Powis G
Biochem J. 1975 May;148(2):269-77. doi: 10.1042/bj1480269.
Methanol and ethanol administered to rats as a single oral dose increased aniline hydroxylation by the hepatic microsomal fraction by a maximum of 169 and 66% respectively, whereas aminopyrine demethylation was inhibited by 51 and 61%. The concentration of microsomal cytochrome P-450, and the activities of NADPH-cytochrome c reductase and NADPH-cytochrome P-450 reductase were unchanged. Propan-2-ol, administered as a single oral dose, increased microsomal aniline hydroxylation by 165% and increased aminopyrine demethylation by 83%. The concentration of cytochrome P-450 was unchanged whereas NADPH-cytochrome c reductase and NADPH-cytochrome P-450 reductase were both increased by 38%. Methanol, ethanol and propan-2-ol administration resulted in a decreased type I spectral change but had no effect on the reverse type I spectral change. Methanol administration decreased the type II spectral change whereas ethanol and propan-2-ol had no effect. Cycloheximide blocked the increases in aniline hydroxylation and aminopyrine demethylation but could not completely prevent the decreases in aminopyrine demethylation. The increases in aniline hydroxylation were due to an increase in V, but Km was unchanged. The ability of acetone to enhance and compound SKF 525A to inhibit microsomal aniline hydroxylation was decreased by the administration of all three alcohols. The decrease in the metabolism of aminopyrine may result from a decrease in the binding to the type I site with a consequent failure of aminopyrine to stimulate the reduction of cytochrome P-450. Methanol administration may lead to an increase in aniline hydroxylation because of a failure of aniline to inhibit cytochrome P-450 reduction.

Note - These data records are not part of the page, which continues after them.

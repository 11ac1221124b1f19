//! Monthly usage ledger: quota checks and usage recording.
//!
//! Every completed invocation increments counters for two scopes - the
//! calling user and the global total - under the current calendar month.
//! Quota enforcement reads both scopes and rejects once either invocation
//! count has reached its ceiling.
//!
//! Known imprecisions, carried deliberately from the system this replaces:
//! the check and the increment are separate storage operations, so concurrent
//! requests near a ceiling can all pass the check before any of them
//! increments (bursty overage is tolerated); and usage recorded for a call
//! whose dispatch later fails is not rolled back (at-least-once
//! overcounting). Recording failures after a successful provider call are
//! logged by callers, not retried.

use crate::config::ThrottleConfig;
use crate::db::handlers::UsageStore;
use crate::db::models::usage::{UsageDelta, global_pk, model_sk, month_key, user_pk};
use crate::errors::{Error, Result};
use chrono::Utc;
use std::sync::Arc;

pub struct Ledger {
    store: Arc<dyn UsageStore>,
    limits: ThrottleConfig,
}

impl Ledger {
    pub fn new(store: Arc<dyn UsageStore>, limits: ThrottleConfig) -> Self {
        Self { store, limits }
    }

    /// Reject with 429 once the user's or the global invocation count for the
    /// current month has reached its ceiling.
    pub async fn check_and_throttle(&self, user_id: &str, model_id: &str) -> Result<()> {
        let month = month_key(Utc::now());
        let sk = model_sk(model_id);

        let user_usage = self.store.fetch(&user_pk(user_id, &month), &sk).await?;
        let global_usage = self.store.fetch(&global_pk(&month), &sk).await?;

        let user_count = user_usage.map(|r| r.invocation_count).unwrap_or(0);
        let global_count = global_usage.map(|r| r.invocation_count).unwrap_or(0);

        if user_count >= self.limits.monthly_limit_user
            || global_count >= self.limits.monthly_limit_global
        {
            return Err(Error::Throttled);
        }
        Ok(())
    }

    /// Record one completed invocation for both scopes (upsert-by-increment).
    pub async fn record_usage(
        &self,
        user_id: &str,
        model_id: &str,
        input_tokens: u64,
        output_tokens: u64,
    ) -> Result<()> {
        let month = month_key(Utc::now());
        let sk = model_sk(model_id);
        let delta = UsageDelta {
            invocations: 1,
            input_tokens,
            output_tokens,
        };

        self.store.add(&user_pk(user_id, &month), &sk, delta).await?;
        self.store.add(&global_pk(&month), &sk, delta).await?;
        Ok(())
    }
}
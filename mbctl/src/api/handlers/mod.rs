pub mod models;
pub mod monitor;
pub mod projects;
pub mod proxy;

给大鼠单次口服甲醇和乙醇后,肝微粒体部分的苯胺羟化作用分别最多增加了169%和66%,而氨基比林脱甲基作用则分别被抑制了51%和61%。微粒体细胞色素P - 450的浓度以及NADPH - 细胞色素c还原酶和NADPH - 细胞色素P - 450还原酶的活性均未改变。单次口服异丙醇后,微粒体苯胺羟化作用增加了165%,氨基比林脱甲基作用增加了83%。细胞色素P - 450的浓度未变,而NADPH - 细胞色素c还原酶和NADPH - 细胞色素P - 450还原酶均增加了38%。给予甲醇、乙醇和异丙醇导致I型光谱变化减少,但对反向I型光谱变化无影响。给予甲醇会减少II型光谱变化,而乙醇和异丙醇则无影响。环己酰亚胺阻断了苯胺羟化作用和氨基比林脱甲基作用的增加,但不能完全阻止氨基比林脱甲基作用的减少。苯胺羟化作用的增加是由于V增加,但Km未变。给予这三种醇后,丙酮增强微粒体苯胺羟化作用以及化合物SKF 525A抑制该作用的能力均降低。氨基比林代谢的减少可能是由于与I型位点的结合减少,从而导致氨基比林无法刺激细胞色素P - 450的还原。给予甲醇可能导致苯胺羟化作用增加,因为苯胺无法抑制细胞色素P - 450的还原。